By Bill Hewitt
September 05, 2005 12:00 PM





It has been more than a month since Scott Peterson arrived on the East Block of San Quentin’s notorious death row. But so far Peterson shows few signs of wanting to stray from his cell. When given the opportunity each day to stroll alone in a fenced area adjacent to the general exercise yard, he has declined all but two times. Soon, if Peterson wants to be outside, his only option will be to mingle with his fellow condemned, and no one will be surprised if he continues to balk. “It’s not uncommon,” says San Quentin spokesperson Vernell Crittendon of Peterson’s apparent trepidation. “Inmates want to have an adjustment period before they go out and begin interacting with others—particularly a person like Scott Peterson, who comes from the better walk of society.”

Any normal person—or hardened felon, for that matter—would likely feel on edge facing the 65 to 80 other death-row inmates in what will likely be Peterson’s “exercise group”—the coterie of cons who are allowed in the yard at the same time. There is, for instance, Edward Charles III, who in 1996 was convicted of killing his parents and his 20-year-old brother in Fullerton and sentenced to death. Not to mention Ivan Gonzales, who in 1995 tortured and murdered his 4-year-old niece in Chula Vista. Found guilty last Nov. 12 of killing his wife, Laci, and their unborn child, Peterson, 32, is clearly the most infamous of this group, and it’s still unknown how other inmates will respond to him.
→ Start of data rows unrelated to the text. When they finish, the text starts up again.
//! Pipeline lifecycle: construct, start, monitor, stop, join, summarize.
//!
//! The controller owns every shared entity (rings, counters, sink) for the
//! whole run; workers hold cloned handles, and all of them are joined
//! before the summary reads the sink. The state machine is Configured ->
//! Running -> Stopping -> Joined -> Summarized with no reversible edge,
//! which `run` expresses by consuming the pipeline.

use std::sync::Arc;
use std::thread;
use std::time::Duration;

use crate::config::Config;
use crate::pipeline::clock;
use crate::pipeline::counters::PipelineCounters;
use crate::pipeline::latency::{LatencyReport, LatencySink, PercentileRow};
use crate::pipeline::message::Message;
use crate::pipeline::pinning::{spawn_worker, CorePlan};
use crate::pipeline::ring::SpscRing;
use crate::pipeline::routing::RoutingTable;
use crate::pipeline::workers::{self, ProcessorCtx, ProducerCtx, StrategyCtx};
use crate::DynError;

/// Per-second monitor snapshot: counter deltas in millions plus the
/// approximate depth of every ring at snapshot time.
#[derive(Debug, Clone)]
pub struct IntervalStats {
    /// 1-based second index within the run.
    pub second: u64,
    pub produced_m: f64,
    pub processed_m: f64,
    pub delivered_m: f64,
    /// Flow-balance indicator: change in `produced - delivered` over the
    /// interval. Positive means backlog grew, negative means it drained.
    /// Not a cumulative drop count.
    pub lost_m: f64,
    pub stage1_depths: Vec<usize>,
    pub stage2_depths: Vec<usize>,
}

impl IntervalStats {
    /// Render the monitor line the driver logs once per second.
    pub fn format_line(&self) -> String {
        format!(
            "[{:.2}s] Produced: {}M | Processed: {}M | Delivered: {}M | Lost: {}M | Stage1 Queues: {:?} | Stage2 Queues: {:?}",
            self.second as f64,
            self.produced_m,
            self.processed_m,
            self.delivered_m,
            self.lost_m,
            self.stage1_depths,
            self.stage2_depths,
        )
    }
}

/// Final report: cumulative counters, per-shard traffic, and percentiles.
#[derive(Debug, Clone)]
pub struct PipelineReport {
    pub duration_secs: u64,
    pub produced: u64,
    pub processed: u64,
    pub delivered: u64,
    /// Accepted pushes per producer, in spawn order.
    pub produced_per_producer: Vec<u64>,
    /// Forwarded messages per processor, in spawn order.
    pub processed_per_processor: Vec<u64>,
    /// Recorded messages per strategy, in spawn order.
    pub delivered_per_strategy: Vec<u64>,
    pub latency: LatencyReport,
}

impl PipelineReport {
    /// Render the summary block written to `<scenario>_summary.txt`.
    pub fn format_summary(&self, scenario: &str) -> String {
        fn row(label: &str, row: &PercentileRow) -> String {
            format!(
                "{:<9}{:>8.2}{:>8.2}{:>8.2}\n",
                label, row.p50, row.p90, row.p99,
            )
        }

        let mut out = String::new();
        out.push_str("=== PERFORMANCE SUMMARY ===\n");
        out.push_str(&format!("Scenario: {scenario}\n"));
        out.push_str(&format!("Duration: {} seconds\n", self.duration_secs));
        out.push_str(&format!("Produced:  {}\n", self.produced));
        out.push_str(&format!("Processed: {}\n", self.processed));
        out.push_str(&format!("Delivered: {}\n", self.delivered));
        out.push_str("\nLatency Percentiles (us):\n");
        out.push_str(&format!("{:<9}{:>8}{:>8}{:>8}\n", "Stage", "p50", "p90", "p99"));
        out.push_str(&row("Stage1", &self.latency.stage1));
        out.push_str(&row("Process", &self.latency.processing));
        out.push_str(&row("Stage2", &self.latency.stage2));
        out.push_str(&row("Total", &self.latency.total));
        out
    }
}

/// The assembled dispatch fabric, ready to run once.
pub struct Pipeline {
    duration_secs: u64,
    producer_count: usize,
    pin_threads: bool,
    stage1: Vec<Arc<SpscRing<Message>>>,
    stage2: Vec<Arc<SpscRing<Message>>>,
    stage1_routes: Arc<RoutingTable>,
    stage2_routes: Arc<RoutingTable>,
    counters: Arc<PipelineCounters>,
    sink: Arc<LatencySink>,
}

impl Pipeline {
    /// Validate the configuration and allocate every shared entity.
    ///
    /// All construction happens before any worker is spawned; a rejected
    /// configuration is fatal before the pipeline ever runs.
    pub fn new(cfg: &Config) -> Result<Self, DynError> {
        cfg.validate()?;

        let stage1 = (0..cfg.processors.count)
            .map(|_| SpscRing::with_capacity(cfg.queue_capacity))
            .collect();
        let stage2 = (0..cfg.strategies.count)
            .map(|_| SpscRing::with_capacity(cfg.queue_capacity))
            .collect();

        Ok(Self {
            duration_secs: cfg.duration_secs,
            producer_count: cfg.producers.count,
            pin_threads: cfg.pin_threads,
            stage1,
            stage2,
            stage1_routes: Arc::new(cfg.stage1_table()),
            stage2_routes: Arc::new(cfg.stage2_table()),
            counters: Arc::new(PipelineCounters::new()),
            sink: Arc::new(LatencySink::new()),
        })
    }

    /// Run the full lifecycle and return the final report.
    ///
    /// `on_interval` fires once per monitored second with that interval's
    /// deltas and ring depths.
    pub fn run<F>(self, mut on_interval: F) -> PipelineReport
    where
        F: FnMut(&IntervalStats),
    {
        clock::warm();

        let worker_count = self.producer_count + self.stage1.len() + self.stage2.len();
        let mut plan = CorePlan::new(self.pin_threads, worker_count);

        // Spawn leaves first (strategies, processors, producers) so every
        // ring has its consumer in place before traffic arrives.
        let mut strategies = Vec::with_capacity(self.stage2.len());
        for (sid, ring) in self.stage2.iter().enumerate() {
            let ctx = StrategyCtx {
                stage2: ring.consumer(),
                sink: Arc::clone(&self.sink),
                counters: Arc::clone(&self.counters),
            };
            strategies.push(spawn_worker(
                &format!("strategy-{sid}"),
                plan.next_core(),
                move || workers::run_strategy(ctx),
            ));
        }

        let mut processors = Vec::with_capacity(self.stage1.len());
        for (pid, ring) in self.stage1.iter().enumerate() {
            let ctx = ProcessorCtx {
                processor_id: pid as u8,
                stage1: ring.consumer(),
                stage2: self.stage2.iter().map(|r| r.producer()).collect(),
                routes: Arc::clone(&self.stage2_routes),
                counters: Arc::clone(&self.counters),
            };
            processors.push(spawn_worker(
                &format!("processor-{pid}"),
                plan.next_core(),
                move || workers::run_processor(ctx),
            ));
        }

        let mut producers = Vec::with_capacity(self.producer_count);
        for pid in 0..self.producer_count {
            let ctx = ProducerCtx {
                producer_id: pid as u8,
                stage1: self.stage1.iter().map(|r| r.producer()).collect(),
                routes: Arc::clone(&self.stage1_routes),
                counters: Arc::clone(&self.counters),
            };
            producers.push(spawn_worker(
                &format!("producer-{pid}"),
                plan.next_core(),
                move || workers::run_producer(ctx),
            ));
        }

        // Monitor: one snapshot per second of the configured duration.
        let mut prev = self.counters.snapshot();
        for second in 1..=self.duration_secs {
            thread::sleep(Duration::from_secs(1));
            let snap = self.counters.snapshot();

            // Relaxed counters can read one increment apart mid-flight, so
            // the backlog arithmetic stays signed.
            let backlog_now = snap.produced as i64 - snap.delivered as i64;
            let backlog_prev = prev.produced as i64 - prev.delivered as i64;

            let stats = IntervalStats {
                second,
                produced_m: (snap.produced - prev.produced) as f64 / 1e6,
                processed_m: (snap.processed - prev.processed) as f64 / 1e6,
                delivered_m: (snap.delivered - prev.delivered) as f64 / 1e6,
                lost_m: (backlog_now - backlog_prev) as f64 / 1e6,
                stage1_depths: self.stage1.iter().map(|r| r.len()).collect(),
                stage2_depths: self.stage2.iter().map(|r| r.len()).collect(),
            };
            on_interval(&stats);
            prev = snap;
        }

        // Stop and join roots first, so upstream stops feeding before
        // downstream gives up on draining.
        self.counters.request_stop();

        let produced_per_producer = producers
            .into_iter()
            .map(|h| h.join().expect("producer thread panicked"))
            .collect();
        let processed_per_processor = processors
            .into_iter()
            .map(|h| h.join().expect("processor thread panicked"))
            .collect();
        let delivered_per_strategy = strategies
            .into_iter()
            .map(|h| h.join().expect("strategy thread panicked"))
            .collect();

        let snap = self.counters.snapshot();
        PipelineReport {
            duration_secs: self.duration_secs,
            produced: snap.produced,
            processed: snap.processed,
            delivered: snap.delivered,
            produced_per_producer,
            processed_per_processor,
            delivered_per_strategy,
            latency: self.sink.summarize(),
        }
    }
}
But it’s safe to say that there are thousands of people who wish him the worst. “There are some people who don’t belong among normal human beings, and we need to do away with them the same way we do rabid dogs,” says Carole Carrington, a friend of Laci’s mother, Sharon Rocha. Adds Carrington, who lost a daughter and granddaughter to another killer: “He’s guilty as hell and I think he ought to go there.”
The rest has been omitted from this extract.